■ **What you are asked to do**:
Of all the lines in the material, count those containing the string "succinate" and write only the resulting number.

■ **Material provided**:
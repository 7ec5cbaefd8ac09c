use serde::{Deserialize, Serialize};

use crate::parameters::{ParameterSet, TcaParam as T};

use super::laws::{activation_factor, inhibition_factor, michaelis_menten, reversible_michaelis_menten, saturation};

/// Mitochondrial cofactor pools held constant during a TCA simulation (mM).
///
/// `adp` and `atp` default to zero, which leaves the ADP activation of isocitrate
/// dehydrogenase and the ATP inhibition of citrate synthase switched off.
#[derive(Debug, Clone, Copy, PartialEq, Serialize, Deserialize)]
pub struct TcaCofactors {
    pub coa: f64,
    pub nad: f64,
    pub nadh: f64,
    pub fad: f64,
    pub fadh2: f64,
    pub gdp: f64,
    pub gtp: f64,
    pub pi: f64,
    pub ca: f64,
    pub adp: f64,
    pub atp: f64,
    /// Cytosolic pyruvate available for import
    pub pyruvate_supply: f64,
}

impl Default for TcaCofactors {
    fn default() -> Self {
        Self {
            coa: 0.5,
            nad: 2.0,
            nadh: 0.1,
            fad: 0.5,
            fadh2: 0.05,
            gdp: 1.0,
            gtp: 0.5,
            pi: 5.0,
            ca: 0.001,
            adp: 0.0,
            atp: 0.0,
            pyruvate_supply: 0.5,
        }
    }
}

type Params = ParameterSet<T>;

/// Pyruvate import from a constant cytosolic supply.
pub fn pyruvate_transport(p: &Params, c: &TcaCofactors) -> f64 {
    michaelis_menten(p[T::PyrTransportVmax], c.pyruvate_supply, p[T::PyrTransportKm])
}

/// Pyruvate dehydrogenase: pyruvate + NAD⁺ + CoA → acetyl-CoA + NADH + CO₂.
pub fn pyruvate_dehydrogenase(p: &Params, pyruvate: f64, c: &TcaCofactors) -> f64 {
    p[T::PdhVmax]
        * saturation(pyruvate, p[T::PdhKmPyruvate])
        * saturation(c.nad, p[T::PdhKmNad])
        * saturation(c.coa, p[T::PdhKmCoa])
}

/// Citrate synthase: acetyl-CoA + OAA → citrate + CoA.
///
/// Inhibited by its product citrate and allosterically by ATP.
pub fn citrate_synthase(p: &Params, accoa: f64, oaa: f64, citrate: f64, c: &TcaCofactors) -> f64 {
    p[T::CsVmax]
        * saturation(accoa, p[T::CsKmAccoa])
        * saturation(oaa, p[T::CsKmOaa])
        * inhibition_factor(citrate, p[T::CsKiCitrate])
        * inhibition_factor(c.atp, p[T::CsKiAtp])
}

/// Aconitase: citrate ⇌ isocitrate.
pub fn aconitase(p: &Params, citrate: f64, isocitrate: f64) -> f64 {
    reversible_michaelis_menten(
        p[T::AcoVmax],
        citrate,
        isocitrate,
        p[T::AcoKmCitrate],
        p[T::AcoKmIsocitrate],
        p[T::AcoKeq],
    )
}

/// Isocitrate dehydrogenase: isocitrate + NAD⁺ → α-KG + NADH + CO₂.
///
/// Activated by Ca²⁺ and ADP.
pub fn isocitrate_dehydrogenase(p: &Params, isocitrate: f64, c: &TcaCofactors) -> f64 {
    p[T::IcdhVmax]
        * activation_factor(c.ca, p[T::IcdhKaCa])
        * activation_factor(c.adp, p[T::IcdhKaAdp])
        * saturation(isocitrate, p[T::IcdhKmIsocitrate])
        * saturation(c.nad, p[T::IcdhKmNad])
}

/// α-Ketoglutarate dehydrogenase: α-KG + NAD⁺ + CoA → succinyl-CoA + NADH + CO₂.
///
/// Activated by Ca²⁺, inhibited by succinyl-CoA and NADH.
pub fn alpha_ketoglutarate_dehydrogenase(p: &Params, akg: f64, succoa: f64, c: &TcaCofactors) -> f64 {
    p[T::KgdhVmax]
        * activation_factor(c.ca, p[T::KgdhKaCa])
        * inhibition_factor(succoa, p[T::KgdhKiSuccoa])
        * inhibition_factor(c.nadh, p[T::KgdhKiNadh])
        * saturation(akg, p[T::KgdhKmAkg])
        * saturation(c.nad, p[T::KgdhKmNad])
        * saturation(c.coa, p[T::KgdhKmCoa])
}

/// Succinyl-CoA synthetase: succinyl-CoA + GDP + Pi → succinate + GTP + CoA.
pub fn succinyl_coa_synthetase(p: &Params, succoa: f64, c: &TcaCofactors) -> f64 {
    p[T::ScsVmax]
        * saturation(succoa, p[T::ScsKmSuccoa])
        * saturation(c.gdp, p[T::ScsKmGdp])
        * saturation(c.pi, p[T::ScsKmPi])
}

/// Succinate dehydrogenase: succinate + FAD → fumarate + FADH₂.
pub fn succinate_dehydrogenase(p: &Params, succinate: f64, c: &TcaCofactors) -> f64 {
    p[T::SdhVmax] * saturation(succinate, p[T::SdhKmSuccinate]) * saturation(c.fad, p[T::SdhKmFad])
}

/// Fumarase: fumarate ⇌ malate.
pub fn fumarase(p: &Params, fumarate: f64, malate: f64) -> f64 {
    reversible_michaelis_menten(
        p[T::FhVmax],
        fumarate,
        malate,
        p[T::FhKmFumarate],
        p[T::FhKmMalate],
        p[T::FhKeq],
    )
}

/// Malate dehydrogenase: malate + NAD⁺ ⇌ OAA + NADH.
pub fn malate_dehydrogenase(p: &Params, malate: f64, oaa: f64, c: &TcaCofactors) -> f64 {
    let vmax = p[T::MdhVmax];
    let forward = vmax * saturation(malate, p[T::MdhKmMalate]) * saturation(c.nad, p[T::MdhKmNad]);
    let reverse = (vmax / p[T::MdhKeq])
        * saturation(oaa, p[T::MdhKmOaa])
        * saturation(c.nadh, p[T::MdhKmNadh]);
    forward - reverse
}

■ **Solved problem**:
4